Data:
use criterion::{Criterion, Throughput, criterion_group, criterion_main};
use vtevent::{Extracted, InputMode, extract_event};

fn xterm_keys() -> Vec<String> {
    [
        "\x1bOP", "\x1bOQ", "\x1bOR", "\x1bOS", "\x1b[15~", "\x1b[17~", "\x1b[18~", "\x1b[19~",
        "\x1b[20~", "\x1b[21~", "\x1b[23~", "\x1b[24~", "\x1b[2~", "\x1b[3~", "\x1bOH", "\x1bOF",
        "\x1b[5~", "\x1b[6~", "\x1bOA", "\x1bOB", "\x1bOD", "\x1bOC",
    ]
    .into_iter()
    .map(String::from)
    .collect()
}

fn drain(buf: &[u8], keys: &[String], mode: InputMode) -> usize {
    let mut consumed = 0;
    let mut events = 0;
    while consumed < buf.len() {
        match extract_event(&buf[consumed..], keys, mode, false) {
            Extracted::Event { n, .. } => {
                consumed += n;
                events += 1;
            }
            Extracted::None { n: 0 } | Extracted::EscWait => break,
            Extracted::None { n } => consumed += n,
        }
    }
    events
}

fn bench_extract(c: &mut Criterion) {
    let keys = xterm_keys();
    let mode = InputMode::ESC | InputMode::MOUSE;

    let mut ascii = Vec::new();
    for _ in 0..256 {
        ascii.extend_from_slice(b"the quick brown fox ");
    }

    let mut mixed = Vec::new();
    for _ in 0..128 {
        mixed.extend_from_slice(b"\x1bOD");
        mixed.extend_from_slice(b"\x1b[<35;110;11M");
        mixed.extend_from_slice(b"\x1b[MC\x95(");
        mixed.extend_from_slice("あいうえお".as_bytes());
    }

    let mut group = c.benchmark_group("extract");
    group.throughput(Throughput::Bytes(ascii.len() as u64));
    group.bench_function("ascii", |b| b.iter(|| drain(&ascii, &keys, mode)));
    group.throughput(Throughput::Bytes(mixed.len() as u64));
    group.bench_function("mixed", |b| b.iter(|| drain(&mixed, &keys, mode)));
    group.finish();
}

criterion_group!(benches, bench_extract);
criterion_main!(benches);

---

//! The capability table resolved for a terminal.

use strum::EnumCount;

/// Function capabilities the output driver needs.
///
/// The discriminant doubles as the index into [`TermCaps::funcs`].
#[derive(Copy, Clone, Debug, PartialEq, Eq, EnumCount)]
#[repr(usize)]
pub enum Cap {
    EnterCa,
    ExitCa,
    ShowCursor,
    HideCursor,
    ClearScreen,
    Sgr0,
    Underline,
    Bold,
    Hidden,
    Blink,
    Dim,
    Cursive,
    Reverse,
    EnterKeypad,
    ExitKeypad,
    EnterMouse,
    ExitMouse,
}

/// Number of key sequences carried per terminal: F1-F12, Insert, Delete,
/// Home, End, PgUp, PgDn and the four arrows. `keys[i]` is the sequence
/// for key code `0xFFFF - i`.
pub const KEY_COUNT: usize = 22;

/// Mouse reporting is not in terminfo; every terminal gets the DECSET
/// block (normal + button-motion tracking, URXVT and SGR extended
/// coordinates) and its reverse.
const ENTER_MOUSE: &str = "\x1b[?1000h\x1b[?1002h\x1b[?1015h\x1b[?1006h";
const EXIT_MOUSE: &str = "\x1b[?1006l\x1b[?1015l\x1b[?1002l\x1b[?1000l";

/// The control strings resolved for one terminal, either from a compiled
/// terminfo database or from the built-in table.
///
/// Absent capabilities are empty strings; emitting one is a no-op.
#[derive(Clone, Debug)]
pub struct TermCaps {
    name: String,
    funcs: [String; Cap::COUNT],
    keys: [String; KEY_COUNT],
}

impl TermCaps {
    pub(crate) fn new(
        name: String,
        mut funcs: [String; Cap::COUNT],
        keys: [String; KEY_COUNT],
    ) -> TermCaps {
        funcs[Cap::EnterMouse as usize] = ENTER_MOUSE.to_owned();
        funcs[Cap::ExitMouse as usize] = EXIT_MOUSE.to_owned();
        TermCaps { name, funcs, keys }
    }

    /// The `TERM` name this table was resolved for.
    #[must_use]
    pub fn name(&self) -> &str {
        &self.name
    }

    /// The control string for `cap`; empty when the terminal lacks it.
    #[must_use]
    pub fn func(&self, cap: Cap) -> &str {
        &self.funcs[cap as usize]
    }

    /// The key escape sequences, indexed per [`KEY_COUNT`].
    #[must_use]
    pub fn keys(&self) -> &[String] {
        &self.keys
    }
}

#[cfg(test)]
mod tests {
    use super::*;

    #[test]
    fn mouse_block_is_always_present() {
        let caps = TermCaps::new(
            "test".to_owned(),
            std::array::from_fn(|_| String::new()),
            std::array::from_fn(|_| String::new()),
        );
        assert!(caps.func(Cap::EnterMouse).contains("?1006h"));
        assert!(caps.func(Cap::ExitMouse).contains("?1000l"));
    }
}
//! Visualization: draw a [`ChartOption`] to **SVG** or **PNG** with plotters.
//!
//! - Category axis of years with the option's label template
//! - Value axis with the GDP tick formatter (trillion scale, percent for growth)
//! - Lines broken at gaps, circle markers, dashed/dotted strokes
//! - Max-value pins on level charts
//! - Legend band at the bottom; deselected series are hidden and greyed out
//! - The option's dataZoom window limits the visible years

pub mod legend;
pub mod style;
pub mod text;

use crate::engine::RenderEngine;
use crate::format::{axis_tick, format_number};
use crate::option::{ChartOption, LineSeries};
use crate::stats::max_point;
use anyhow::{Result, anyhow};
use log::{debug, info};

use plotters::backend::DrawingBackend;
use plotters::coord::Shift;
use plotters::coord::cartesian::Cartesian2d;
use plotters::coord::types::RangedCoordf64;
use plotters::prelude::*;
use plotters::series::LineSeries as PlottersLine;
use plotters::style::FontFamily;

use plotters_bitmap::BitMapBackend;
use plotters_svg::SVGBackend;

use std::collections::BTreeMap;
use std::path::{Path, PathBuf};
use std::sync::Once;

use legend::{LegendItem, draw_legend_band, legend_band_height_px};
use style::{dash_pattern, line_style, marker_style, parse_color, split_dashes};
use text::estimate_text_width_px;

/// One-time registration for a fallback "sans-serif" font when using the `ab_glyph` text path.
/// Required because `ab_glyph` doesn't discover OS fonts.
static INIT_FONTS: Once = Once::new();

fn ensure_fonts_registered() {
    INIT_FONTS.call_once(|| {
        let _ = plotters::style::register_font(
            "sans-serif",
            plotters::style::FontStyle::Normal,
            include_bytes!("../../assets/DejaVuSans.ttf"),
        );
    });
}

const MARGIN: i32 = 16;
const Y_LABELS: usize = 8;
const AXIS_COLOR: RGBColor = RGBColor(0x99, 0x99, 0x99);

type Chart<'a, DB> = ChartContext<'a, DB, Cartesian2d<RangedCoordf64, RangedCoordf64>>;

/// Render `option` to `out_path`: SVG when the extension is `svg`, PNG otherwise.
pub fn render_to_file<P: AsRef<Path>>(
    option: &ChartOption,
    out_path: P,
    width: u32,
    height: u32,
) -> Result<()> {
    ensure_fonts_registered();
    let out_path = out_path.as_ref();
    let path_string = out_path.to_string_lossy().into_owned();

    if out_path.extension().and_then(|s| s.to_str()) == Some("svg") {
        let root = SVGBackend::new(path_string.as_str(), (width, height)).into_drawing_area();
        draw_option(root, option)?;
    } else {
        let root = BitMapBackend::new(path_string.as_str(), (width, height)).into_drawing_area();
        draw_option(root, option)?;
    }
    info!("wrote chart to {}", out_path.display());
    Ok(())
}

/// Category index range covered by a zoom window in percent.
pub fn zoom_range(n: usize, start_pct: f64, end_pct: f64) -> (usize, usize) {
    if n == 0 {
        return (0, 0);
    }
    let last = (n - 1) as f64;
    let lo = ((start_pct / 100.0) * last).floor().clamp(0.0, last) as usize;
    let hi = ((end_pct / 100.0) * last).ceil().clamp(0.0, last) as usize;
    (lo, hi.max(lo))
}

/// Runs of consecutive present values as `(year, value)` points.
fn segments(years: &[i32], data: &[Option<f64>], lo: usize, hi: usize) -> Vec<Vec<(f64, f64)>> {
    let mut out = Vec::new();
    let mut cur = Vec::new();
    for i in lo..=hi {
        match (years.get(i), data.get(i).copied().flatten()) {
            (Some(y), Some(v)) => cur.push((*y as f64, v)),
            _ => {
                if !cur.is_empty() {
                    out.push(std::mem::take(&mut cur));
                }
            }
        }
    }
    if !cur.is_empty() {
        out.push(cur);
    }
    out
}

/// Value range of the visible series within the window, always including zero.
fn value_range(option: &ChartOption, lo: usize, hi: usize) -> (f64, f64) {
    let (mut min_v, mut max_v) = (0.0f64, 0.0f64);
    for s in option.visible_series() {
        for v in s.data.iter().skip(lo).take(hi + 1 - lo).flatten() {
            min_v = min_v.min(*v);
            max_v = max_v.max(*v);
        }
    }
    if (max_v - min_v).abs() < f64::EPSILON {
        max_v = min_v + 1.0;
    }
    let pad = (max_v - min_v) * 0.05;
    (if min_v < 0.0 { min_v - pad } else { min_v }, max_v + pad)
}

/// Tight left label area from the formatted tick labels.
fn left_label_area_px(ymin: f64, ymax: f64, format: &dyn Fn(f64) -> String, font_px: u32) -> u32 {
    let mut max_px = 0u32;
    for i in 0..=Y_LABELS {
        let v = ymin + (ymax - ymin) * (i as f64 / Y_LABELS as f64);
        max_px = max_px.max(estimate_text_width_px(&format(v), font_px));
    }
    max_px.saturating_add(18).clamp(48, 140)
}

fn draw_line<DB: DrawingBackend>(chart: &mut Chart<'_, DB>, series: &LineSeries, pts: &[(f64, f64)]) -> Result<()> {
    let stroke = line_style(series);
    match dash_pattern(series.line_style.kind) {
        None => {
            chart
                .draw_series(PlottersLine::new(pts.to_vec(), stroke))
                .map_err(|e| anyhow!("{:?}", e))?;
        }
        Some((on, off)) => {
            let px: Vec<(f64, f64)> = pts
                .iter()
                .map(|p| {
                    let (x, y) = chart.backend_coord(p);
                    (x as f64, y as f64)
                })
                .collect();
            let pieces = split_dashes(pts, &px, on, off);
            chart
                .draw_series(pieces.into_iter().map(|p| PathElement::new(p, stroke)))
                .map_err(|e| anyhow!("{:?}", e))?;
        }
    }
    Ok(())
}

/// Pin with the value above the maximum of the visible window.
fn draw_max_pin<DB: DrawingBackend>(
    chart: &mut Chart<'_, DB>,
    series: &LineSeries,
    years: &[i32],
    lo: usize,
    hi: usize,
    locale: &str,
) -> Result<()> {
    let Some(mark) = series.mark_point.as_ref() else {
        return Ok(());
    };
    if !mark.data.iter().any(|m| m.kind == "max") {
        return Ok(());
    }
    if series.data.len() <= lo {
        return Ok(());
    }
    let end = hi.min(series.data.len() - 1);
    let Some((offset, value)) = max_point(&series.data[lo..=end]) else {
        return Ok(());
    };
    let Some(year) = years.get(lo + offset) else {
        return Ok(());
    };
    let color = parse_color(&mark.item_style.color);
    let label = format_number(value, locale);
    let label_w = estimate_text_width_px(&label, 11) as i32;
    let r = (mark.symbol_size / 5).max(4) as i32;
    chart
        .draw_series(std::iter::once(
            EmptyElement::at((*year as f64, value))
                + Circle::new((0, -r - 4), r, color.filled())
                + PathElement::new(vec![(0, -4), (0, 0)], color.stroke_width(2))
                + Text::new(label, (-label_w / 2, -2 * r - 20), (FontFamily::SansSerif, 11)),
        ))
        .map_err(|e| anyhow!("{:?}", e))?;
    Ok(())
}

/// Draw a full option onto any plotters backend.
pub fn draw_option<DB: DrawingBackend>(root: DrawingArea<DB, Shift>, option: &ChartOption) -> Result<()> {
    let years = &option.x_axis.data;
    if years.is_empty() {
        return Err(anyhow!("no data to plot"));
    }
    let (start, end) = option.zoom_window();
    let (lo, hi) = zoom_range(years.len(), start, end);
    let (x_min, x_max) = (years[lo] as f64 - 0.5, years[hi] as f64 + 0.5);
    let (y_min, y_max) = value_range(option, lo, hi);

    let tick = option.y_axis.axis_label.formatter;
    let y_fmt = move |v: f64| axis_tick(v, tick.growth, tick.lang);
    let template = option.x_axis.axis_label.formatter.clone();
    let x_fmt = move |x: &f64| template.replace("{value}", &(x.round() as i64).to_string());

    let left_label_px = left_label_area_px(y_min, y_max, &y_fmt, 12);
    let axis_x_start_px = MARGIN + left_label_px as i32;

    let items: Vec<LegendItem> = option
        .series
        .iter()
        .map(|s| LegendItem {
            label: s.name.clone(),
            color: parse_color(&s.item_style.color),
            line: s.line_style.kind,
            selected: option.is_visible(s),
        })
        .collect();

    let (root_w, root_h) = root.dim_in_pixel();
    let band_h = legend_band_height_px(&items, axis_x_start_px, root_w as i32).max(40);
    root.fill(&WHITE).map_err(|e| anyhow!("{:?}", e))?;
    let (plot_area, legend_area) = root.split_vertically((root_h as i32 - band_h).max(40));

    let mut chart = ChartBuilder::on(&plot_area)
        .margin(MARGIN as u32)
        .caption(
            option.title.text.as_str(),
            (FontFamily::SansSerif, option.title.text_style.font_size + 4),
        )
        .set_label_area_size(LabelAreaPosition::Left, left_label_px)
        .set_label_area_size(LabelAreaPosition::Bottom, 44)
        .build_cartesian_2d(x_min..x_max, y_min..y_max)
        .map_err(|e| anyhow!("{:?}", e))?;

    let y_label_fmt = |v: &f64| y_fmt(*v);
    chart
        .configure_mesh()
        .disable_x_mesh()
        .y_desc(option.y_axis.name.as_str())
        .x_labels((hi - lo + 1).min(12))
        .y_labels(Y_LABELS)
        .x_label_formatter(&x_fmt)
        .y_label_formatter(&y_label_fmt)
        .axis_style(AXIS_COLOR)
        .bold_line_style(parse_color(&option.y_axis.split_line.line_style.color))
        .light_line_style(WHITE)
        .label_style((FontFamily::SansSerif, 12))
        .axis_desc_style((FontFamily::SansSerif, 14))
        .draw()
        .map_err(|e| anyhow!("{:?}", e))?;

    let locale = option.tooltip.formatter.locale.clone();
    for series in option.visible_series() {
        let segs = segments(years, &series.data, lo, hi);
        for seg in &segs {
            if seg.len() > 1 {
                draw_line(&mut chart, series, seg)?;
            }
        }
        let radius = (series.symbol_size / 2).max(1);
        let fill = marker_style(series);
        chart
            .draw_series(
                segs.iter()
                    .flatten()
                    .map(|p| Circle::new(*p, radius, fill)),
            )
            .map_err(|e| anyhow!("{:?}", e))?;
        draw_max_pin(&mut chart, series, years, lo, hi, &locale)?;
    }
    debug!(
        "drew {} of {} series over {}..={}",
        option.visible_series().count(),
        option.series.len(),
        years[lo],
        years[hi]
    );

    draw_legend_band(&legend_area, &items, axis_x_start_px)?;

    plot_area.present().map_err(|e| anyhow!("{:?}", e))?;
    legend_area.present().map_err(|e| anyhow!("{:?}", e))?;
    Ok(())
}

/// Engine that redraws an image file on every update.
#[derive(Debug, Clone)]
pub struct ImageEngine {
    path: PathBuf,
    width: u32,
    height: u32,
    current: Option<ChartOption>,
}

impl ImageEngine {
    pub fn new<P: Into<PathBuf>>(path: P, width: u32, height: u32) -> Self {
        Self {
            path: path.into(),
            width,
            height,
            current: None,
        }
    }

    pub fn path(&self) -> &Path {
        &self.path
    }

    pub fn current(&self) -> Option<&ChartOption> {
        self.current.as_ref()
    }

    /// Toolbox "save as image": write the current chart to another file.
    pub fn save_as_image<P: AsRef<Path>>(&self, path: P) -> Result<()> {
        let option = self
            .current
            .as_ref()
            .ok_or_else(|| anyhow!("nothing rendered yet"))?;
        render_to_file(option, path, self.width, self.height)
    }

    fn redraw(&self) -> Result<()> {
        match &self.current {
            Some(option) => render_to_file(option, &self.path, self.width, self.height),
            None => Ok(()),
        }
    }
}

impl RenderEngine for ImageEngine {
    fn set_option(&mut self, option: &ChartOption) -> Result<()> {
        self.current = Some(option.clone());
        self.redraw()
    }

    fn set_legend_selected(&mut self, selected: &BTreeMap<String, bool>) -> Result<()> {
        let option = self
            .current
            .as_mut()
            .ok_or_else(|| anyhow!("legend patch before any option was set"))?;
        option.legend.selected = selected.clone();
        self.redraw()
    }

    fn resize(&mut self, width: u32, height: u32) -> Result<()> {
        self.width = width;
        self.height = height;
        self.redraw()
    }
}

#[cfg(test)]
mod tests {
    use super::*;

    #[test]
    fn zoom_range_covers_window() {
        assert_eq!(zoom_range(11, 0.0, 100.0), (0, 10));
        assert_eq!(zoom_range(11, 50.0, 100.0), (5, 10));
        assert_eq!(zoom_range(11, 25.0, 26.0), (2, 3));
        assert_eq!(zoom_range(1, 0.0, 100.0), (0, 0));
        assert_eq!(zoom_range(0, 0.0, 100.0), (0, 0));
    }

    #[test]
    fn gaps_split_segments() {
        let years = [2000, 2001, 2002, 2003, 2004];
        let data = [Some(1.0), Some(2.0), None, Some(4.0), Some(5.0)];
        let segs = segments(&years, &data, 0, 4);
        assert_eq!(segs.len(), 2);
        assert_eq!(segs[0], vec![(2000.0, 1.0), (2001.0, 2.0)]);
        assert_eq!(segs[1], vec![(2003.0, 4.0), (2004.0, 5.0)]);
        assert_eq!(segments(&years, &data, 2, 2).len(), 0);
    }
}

Assigned task:
After locating the line holding "Shift>, option: &ChartOption)" above, output exactly that line and every line after it through the line holding "let (root_w, root_h)". Include nothing else.

Solution:
pub fn draw_option<DB: DrawingBackend>(root: DrawingArea<DB, Shift>, option: &ChartOption) -> Result<()> {
    let years = &option.x_axis.data;
    if years.is_empty() {
        return Err(anyhow!("no data to plot"));
    }
    let (start, end) = option.zoom_window();
    let (lo, hi) = zoom_range(years.len(), start, end);
    let (x_min, x_max) = (years[lo] as f64 - 0.5, years[hi] as f64 + 0.5);
    let (y_min, y_max) = value_range(option, lo, hi);

    let tick = option.y_axis.axis_label.formatter;
    let y_fmt = move |v: f64| axis_tick(v, tick.growth, tick.lang);
    let template = option.x_axis.axis_label.formatter.clone();
    let x_fmt = move |x: &f64| template.replace("{value}", &(x.round() as i64).to_string());

    let left_label_px = left_label_area_px(y_min, y_max, &y_fmt, 12);
    let axis_x_start_px = MARGIN + left_label_px as i32;

    let items: Vec<LegendItem> = option
        .series
        .iter()
        .map(|s| LegendItem {
            label: s.name.clone(),
            color: parse_color(&s.item_style.color),
            line: s.line_style.kind,
            selected: option.is_visible(s),
        })
        .collect();

    let (root_w, root_h) = root.dim_in_pixel();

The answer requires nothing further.